● **Your objective**: Give every entry again, exactly.

(Saved data entries)
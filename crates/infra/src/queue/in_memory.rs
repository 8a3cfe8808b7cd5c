//! In-memory queue store for tests/dev.
//!
//! A single `RwLock` serializes every mutation, so select-and-claim in
//! `claim_next` is trivially atomic.

use std::collections::HashMap;
use std::sync::Arc;

use chrono::{DateTime, Duration, Utc};
use tokio::sync::RwLock;

use courier_core::{DomainError, JobId, LeaseToken, SubmissionId};
use courier_jobs::{Job, JobCounts, Submission, SubmissionStatus, TerminalReport};

use super::query::{Page, Pagination, SubmissionFilter};
use super::store::{JobStore, QueueError, Recomputed, SubmissionStore};

#[derive(Debug, Default)]
struct State {
    jobs: HashMap<JobId, Job>,
    submissions: HashMap<SubmissionId, Submission>,
    /// Submission ids per job, in insertion order.
    by_job: HashMap<JobId, Vec<SubmissionId>>,
}

impl State {
    fn job_mut(&mut self, id: JobId) -> Result<&mut Job, QueueError> {
        self.jobs.get_mut(&id).ok_or_else(|| QueueError::job_not_found(id))
    }

    fn job_submissions(&self, id: JobId) -> impl Iterator<Item = &Submission> {
        self.by_job
            .get(&id)
            .into_iter()
            .flatten()
            .filter_map(|sid| self.submissions.get(sid))
    }

    /// Run `f` against one submission, then fold its status change into the job counters.
    fn mutate_submission<T>(
        &mut self,
        id: SubmissionId,
        now: DateTime<Utc>,
        f: impl FnOnce(&mut Submission) -> Result<T, DomainError>,
    ) -> Result<(T, Submission), QueueError> {
        let sub = self
            .submissions
            .get_mut(&id)
            .ok_or_else(|| QueueError::submission_not_found(id))?;
        let before = sub.status;
        let out = f(sub)?;
        let after = sub.status;
        let snapshot = sub.clone();

        if before != after {
            if let Some(job) = self.jobs.get_mut(&snapshot.job_id) {
                job.counts.apply(before, after);
                job.updated_at = now;
                job.settle(now);
            }
        }
        Ok((out, snapshot))
    }
}

#[derive(Debug, Default)]
pub struct InMemoryQueueStore {
    state: RwLock<State>,
}

impl InMemoryQueueStore {
    pub fn new() -> Self {
        Self::default()
    }

    pub fn arc() -> Arc<Self> {
        Arc::new(Self::new())
    }

    /// Overwrite a job's cached counters without touching submissions.
    ///
    /// Simulates drift from a crash between a submission write and its counter delta.
    #[doc(hidden)]
    pub async fn corrupt_counts(&self, id: JobId, counts: JobCounts) -> Result<(), QueueError> {
        let mut state = self.state.write().await;
        state.job_mut(id)?.counts = counts;
        Ok(())
    }
}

● **Exercise output**:
filename crates/infra/src/queue/in_memory.rs
repository 8a3cfe8808b7cd5c
//! In-memory queue store for tests/dev.
//!
//! A single `RwLock` serializes every mutation, so select-and-claim in
//! `claim_next` is trivially atomic.

use std::collections::HashMap;
use std::sync::Arc;

use chrono::{DateTime, Duration, Utc};
use tokio::sync::RwLock;

use courier_core::{DomainError, JobId, LeaseToken, SubmissionId};
use courier_jobs::{Job, JobCounts, Submission, SubmissionStatus, TerminalReport};

use super::query::{Page, Pagination, SubmissionFilter};
use super::store::{JobStore, QueueError, Recomputed, SubmissionStore};

#[derive(Debug, Default)]
struct State {
    jobs: HashMap<JobId, Job>,
    submissions: HashMap<SubmissionId, Submission>,
    /// Submission ids per job, in insertion order.
    by_job: HashMap<JobId, Vec<SubmissionId>>,
}

impl State {
    fn job_mut(&mut self, id: JobId) -> Result<&mut Job, QueueError> {
        self.jobs.get_mut(&id).ok_or_else(|| QueueError::job_not_found(id))
    }

    fn job_submissions(&self, id: JobId) -> impl Iterator<Item = &Submission> {
        self.by_job
            .get(&id)
            .into_iter()
            .flatten()
            .filter_map(|sid| self.submissions.get(sid))
    }

    /// Run `f` against one submission, then fold its status change into the job counters.
    fn mutate_submission<T>(
        &mut self,
        id: SubmissionId,
        now: DateTime<Utc>,
        f: impl FnOnce(&mut Submission) -> Result<T, DomainError>,
    ) -> Result<(T, Submission), QueueError> {
        let sub = self
            .submissions
            .get_mut(&id)
            .ok_or_else(|| QueueError::submission_not_found(id))?;
        let before = sub.status;
        let out = f(sub)?;
        let after = sub.status;
        let snapshot = sub.clone();

        if before != after {
            if let Some(job) = self.jobs.get_mut(&snapshot.job_id) {
                job.counts.apply(before, after);
                job.updated_at = now;
                job.settle(now);
            }
        }
        Ok((out, snapshot))
    }
}

#[derive(Debug, Default)]
pub struct InMemoryQueueStore {
    state: RwLock<State>,
}

impl InMemoryQueueStore {
    pub fn new() -> Self {
        Self::default()
    }

    pub fn arc() -> Arc<Self> {
        Arc::new(Self::new())
    }

    /// Overwrite a job's cached counters without touching submissions.
    ///
    /// Simulates drift from a crash between a submission write and its counter delta.
    #[doc(hidden)]
    pub async fn corrupt_counts(&self, id: JobId, counts: JobCounts) -> Result<(), QueueError> {
        let mut state = self.state.write().await;
        state.job_mut(id)?.counts = counts;
        Ok(())
    }
}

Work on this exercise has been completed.